Only 15 percent of Scottish teenagers want to see more immigration, according to an official study, the results of which will have come as a blow to the nation’s mass migration-backing political establishment.
A survey carried out by Ipsos Mori revealed that almost two-thirds of more than 1,700 Scottish 11- to 18-year-old state school pupils polled believe immigration should be cut or kept at its current level — which is much lower than in neighbouring England.
More than a third of teenagers polled (35 percent) felt the level of immigration to Scotland should stay the same, while 30 per cent said immigration should be “decreased” or “stopped completely”, the Scotsman reports.
Church of Scotland minister wants to settle 200,000 migrants in the Highlands. What could go wrong…? https://t.co/e1gqAenRhy
— Jack Montgomery ن (@JackBMontgomery) August 25, 2017
Only 15 percent of respondents supported more immigration to Scotland than the country currently sees.
The figures emerged in the Young People’s Attitudes to Immigration report, a study commissioned by the left-wing Scottish government which lowered the voting age to 16 in 2015.
First Minister Nicola Sturgeon has repeatedly banged the drum for higher immigration, declaring that Scotland’s “most important national challenge” is importing migrants in order to grow the country’s population — despite pressure on existing housing stock and public services.
The Scottish National Party (SNP) leader, who has also cited the fact that Scots have moved abroad “to seek new opportunities” in the past as a reason why the nation must open its borders, claims that an ever-expanding population is “essential to [Scotland’s] economic prosperity”.

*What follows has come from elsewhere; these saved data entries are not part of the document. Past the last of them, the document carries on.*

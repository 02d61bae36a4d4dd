//! Verify command implementation.

use savesync_engine::{scan_frames, ArchiveFrame};
use std::collections::HashSet;
use std::path::Path;

/// Verification result.
#[derive(Debug, Default)]
pub struct VerifyResult {
    /// Number of frames checked.
    pub frames_checked: usize,
    /// Number of upsert frames whose stored hash matches.
    pub valid_records: usize,
    /// Number of records that are live after replay.
    pub live_records: usize,
    /// Bytes of an incomplete trailing frame.
    pub torn_bytes: u64,
    /// List of errors found.
    pub errors: Vec<String>,
}

impl VerifyResult {
    fn is_ok(&self) -> bool {
        self.errors.is_empty()
    }
}

/// Runs the verify command.
pub fn run(path: &Path) -> Result<(), Box<dyn std::error::Error>> {
    if !path.exists() {
        return Err(format!("No archive found at {}", path.display()).into());
    }

    println!("Verifying archive at {}", path.display());
    println!();

    let data = std::fs::read(path)?;
    let result = verify_bytes(&data);
    print_result(&result);

    println!();
    if result.is_ok() {
        println!("✓ Archive verification passed");
        Ok(())
    } else {
        println!("✗ Archive verification failed");
        Err("Verification failed".into())
    }
}

/// Checks every frame checksum and every stored save hash in `data`.
pub fn verify_bytes(data: &[u8]) -> VerifyResult {
    let mut result = VerifyResult::default();

    let scan = match scan_frames(data) {
        Ok(scan) => scan,
        Err(err) => {
            result.errors.push(err.to_string());
            return result;
        }
    };
    result.torn_bytes = scan.torn_bytes;

    let mut live = HashSet::new();
    for (offset, frame) in &scan.frames {
        result.frames_checked += 1;
        match frame {
            ArchiveFrame::Upsert(record) => {
                match record.verify_hash() {
                    Ok(()) => result.valid_records += 1,
                    Err(err) => result.errors.push(format!("offset {offset}: {err}")),
                }
                live.insert(record.session_batch_id);
            }
            ArchiveFrame::Remove(id) => {
                live.remove(id);
            }
        }
    }
    result.live_records = live.len();

    result
}

fn print_result(result: &VerifyResult) {
    println!("  Frames checked: {}", result.frames_checked);
    println!("  Valid records:  {}", result.valid_records);
    println!("  Live records:   {}", result.live_records);
    if result.torn_bytes > 0 {
        println!(
            "  Torn tail:      {} bytes (an interrupted write; dropped on next open)",
            result.torn_bytes
        );
    }

    if !result.errors.is_empty() {
        println!("  Errors:");
        for error in &result.errors {
            println!("    - {}", error);
        }
    }
}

Scottish Government Greenlights Plan to Let Asylum Seekers, Refugees Votehttps://t.co/cnEpfJI0fs
— Breitbart London (@BreitbartLondon) May 25, 2018
In May, an SNP report declaring mass migration-driven population growth a “top priority” for the government proposed an independent Scotland should offer generous tax breaks to prospective migrants, along with financial incentives with the aim of persuading an additional 5,000 foreign students to stay on in the country each year.
Despite almost uniform consensus on the issue from Holyrood’s political establishment, with Scottish Conservatives leader Ruth Davidson also demanding Westminster open the borders to make Britain more “vibrant”, polls show ordinary Scots are no more keen on mass migration than their neighbours south of the border.
A survey published earlier this year found that just 24 per cent of the Scottish public would back having a more liberal immigration regime than England and Wales after Brexit, with almost two-thirds wanting to maintain the UK-wide system.
Another poll revealed support for cutting low-skilled non-EU immigration was actually slightly stronger in Scotland (69 percent) than in England (67 percent).